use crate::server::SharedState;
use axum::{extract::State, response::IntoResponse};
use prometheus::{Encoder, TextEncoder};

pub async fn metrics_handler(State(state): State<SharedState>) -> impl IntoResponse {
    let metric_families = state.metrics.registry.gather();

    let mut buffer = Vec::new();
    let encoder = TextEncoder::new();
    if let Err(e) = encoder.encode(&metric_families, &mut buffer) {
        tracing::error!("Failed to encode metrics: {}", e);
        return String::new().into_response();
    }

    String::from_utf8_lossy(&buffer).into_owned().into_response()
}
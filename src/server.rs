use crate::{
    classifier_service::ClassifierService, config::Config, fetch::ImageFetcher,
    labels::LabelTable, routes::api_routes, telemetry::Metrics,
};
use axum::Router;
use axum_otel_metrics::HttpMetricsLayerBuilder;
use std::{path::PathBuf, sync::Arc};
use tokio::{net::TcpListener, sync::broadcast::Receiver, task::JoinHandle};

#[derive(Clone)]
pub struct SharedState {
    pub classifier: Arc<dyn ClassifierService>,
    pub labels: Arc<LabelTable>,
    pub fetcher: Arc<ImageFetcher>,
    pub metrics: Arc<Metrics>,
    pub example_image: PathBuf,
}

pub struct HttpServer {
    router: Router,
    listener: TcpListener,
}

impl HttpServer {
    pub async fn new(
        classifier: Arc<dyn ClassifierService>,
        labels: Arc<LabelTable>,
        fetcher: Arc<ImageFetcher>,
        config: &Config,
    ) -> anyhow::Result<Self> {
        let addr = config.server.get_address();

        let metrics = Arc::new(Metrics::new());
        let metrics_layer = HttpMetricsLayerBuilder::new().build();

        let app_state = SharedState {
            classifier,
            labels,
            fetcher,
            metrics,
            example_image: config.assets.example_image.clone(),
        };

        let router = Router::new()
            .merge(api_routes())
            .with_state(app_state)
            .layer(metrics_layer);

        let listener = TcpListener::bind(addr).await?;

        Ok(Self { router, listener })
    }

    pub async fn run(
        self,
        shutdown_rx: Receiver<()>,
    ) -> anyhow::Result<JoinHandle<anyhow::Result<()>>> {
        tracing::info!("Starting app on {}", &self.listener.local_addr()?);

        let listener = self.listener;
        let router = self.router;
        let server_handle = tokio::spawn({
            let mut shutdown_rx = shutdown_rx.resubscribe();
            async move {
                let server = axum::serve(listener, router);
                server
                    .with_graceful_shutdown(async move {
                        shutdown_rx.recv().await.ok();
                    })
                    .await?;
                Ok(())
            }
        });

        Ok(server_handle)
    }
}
────────────────
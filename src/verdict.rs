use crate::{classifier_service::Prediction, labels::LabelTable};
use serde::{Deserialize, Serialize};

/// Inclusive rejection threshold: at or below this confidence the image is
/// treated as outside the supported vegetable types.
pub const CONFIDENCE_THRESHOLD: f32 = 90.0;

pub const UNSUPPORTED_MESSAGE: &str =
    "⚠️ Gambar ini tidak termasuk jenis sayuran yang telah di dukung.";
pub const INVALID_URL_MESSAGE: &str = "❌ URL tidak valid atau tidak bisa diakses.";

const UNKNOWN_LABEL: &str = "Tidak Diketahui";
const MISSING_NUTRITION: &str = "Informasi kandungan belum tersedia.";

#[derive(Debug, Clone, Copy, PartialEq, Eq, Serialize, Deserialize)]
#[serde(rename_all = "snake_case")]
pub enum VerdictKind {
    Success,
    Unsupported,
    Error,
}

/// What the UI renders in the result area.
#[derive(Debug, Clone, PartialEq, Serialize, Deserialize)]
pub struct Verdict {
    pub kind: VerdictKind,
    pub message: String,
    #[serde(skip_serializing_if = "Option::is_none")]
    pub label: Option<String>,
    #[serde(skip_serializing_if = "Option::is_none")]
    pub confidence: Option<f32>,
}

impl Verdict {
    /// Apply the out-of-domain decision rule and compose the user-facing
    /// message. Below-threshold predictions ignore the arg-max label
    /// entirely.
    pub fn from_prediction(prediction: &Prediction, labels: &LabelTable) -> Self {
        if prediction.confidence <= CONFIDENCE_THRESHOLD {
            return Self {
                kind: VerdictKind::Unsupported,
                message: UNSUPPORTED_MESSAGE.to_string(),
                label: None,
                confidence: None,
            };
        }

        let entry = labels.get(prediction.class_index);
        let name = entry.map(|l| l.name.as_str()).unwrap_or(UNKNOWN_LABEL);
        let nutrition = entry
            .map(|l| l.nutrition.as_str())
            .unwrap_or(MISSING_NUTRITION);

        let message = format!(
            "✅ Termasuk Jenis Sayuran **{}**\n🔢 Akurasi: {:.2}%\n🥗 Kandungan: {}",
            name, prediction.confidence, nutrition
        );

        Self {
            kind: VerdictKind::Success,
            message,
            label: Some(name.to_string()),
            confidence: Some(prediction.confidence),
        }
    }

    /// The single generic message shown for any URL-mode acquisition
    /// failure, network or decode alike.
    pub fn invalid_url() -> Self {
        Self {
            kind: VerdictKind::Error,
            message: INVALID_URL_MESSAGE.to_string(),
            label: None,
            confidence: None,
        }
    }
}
────────────────
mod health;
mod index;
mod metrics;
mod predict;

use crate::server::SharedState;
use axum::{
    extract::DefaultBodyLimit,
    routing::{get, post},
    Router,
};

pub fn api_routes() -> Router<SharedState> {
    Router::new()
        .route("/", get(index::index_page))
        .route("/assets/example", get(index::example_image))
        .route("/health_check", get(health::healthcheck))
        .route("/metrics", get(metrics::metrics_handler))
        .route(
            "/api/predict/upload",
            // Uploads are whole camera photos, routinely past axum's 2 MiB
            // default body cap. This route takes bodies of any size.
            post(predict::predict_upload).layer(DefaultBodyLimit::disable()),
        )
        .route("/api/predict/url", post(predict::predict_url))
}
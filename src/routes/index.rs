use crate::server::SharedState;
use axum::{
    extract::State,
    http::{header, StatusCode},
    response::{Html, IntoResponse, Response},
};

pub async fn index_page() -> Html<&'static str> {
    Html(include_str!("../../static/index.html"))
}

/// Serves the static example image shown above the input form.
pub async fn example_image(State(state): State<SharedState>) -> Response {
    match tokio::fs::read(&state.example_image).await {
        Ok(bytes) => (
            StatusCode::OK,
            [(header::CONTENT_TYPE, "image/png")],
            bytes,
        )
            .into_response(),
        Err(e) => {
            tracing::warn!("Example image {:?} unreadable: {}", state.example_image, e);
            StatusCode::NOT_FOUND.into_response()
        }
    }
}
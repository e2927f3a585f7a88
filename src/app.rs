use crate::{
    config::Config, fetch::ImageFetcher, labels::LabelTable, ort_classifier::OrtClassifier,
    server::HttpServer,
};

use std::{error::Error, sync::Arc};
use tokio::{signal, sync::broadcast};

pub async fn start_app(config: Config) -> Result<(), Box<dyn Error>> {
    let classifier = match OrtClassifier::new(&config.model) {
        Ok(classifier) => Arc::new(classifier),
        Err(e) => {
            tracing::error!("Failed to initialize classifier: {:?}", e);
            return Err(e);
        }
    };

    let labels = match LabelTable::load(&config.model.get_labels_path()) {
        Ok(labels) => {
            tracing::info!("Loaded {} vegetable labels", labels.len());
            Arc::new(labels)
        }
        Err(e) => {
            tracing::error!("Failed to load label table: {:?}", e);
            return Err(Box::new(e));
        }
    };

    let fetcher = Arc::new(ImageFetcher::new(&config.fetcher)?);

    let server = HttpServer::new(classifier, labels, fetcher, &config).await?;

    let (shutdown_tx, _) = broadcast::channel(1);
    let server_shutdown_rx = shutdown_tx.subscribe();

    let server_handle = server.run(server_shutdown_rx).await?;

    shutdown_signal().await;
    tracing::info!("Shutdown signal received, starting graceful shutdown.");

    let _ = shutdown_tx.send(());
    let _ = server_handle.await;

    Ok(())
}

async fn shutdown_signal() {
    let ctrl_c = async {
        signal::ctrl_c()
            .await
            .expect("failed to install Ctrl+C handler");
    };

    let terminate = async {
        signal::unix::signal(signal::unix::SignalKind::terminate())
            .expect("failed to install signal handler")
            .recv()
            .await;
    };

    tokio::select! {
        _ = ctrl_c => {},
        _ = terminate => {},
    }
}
────────────────
- **ASSIGNMENT**
Tell how many lines in the material contain the word "impl". Only the number is wanted.

- **TASK ANSWER**
3